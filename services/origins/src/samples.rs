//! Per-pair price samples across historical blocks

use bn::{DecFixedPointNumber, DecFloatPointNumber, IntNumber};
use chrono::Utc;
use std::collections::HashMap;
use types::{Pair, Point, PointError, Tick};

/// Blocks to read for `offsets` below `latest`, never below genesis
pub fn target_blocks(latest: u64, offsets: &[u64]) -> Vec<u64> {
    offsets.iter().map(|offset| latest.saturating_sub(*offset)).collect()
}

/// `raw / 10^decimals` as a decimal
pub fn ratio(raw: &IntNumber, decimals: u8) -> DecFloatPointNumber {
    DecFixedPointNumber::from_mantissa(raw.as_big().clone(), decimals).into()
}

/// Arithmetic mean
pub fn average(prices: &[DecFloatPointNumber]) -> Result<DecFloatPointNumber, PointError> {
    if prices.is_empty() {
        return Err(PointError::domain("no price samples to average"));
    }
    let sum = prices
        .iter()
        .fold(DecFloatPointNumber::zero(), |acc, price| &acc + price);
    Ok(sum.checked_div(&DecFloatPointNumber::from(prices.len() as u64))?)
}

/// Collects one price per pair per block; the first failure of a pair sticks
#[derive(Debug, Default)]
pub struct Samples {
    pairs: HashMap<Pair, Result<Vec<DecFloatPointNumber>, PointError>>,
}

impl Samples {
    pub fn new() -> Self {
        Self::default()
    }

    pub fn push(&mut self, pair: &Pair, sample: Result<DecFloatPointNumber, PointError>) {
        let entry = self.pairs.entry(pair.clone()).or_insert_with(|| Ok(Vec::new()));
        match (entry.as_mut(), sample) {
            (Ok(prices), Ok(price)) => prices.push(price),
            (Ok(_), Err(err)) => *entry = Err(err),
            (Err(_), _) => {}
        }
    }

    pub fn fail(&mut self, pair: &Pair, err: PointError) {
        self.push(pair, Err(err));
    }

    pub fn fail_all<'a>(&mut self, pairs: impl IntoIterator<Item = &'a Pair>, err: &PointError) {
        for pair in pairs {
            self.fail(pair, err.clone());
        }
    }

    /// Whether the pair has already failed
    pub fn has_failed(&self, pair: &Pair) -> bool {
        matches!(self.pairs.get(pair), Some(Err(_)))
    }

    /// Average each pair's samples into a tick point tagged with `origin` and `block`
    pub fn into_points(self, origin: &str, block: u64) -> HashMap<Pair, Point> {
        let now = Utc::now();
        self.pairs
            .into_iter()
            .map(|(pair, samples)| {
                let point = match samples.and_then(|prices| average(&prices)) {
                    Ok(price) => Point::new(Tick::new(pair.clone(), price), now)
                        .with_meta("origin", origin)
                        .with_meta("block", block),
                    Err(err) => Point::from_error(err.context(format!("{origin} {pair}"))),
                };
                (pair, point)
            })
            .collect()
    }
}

- - -

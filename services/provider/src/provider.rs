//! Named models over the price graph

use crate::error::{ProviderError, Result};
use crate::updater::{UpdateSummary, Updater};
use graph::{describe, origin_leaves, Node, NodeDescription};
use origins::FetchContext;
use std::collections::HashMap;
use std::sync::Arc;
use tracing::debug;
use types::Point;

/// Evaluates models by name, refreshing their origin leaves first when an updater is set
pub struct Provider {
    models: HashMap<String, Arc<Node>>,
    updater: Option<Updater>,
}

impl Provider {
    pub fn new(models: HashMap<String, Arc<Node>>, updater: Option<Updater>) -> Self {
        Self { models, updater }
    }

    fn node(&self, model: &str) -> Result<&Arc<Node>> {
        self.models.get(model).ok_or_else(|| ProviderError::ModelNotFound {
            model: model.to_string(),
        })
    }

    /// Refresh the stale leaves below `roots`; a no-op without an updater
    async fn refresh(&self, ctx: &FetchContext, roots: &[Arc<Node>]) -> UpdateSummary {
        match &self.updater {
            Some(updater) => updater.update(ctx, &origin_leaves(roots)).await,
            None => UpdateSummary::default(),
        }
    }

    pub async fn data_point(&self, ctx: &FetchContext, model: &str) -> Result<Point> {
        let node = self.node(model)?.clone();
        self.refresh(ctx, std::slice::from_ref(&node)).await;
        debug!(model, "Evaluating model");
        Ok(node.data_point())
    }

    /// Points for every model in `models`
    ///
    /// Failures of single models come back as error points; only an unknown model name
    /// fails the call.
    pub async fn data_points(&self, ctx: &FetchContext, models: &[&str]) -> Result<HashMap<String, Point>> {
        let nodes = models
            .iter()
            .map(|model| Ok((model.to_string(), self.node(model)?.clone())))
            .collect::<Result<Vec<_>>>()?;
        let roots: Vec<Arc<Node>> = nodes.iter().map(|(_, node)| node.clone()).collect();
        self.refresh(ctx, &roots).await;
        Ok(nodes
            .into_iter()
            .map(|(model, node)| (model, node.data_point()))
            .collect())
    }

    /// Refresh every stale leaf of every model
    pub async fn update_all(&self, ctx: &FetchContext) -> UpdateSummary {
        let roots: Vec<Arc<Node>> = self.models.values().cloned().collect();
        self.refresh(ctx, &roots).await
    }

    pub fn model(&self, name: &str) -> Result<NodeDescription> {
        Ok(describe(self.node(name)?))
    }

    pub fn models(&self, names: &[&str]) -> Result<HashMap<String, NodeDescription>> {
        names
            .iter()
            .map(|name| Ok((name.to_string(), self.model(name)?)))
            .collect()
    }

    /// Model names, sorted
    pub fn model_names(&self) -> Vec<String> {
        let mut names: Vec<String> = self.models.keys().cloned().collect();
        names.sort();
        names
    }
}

- - -

> What is being asked:
Note how many lines of the listing above contain the string "Option", and give that number with nothing added.

> The answer:
2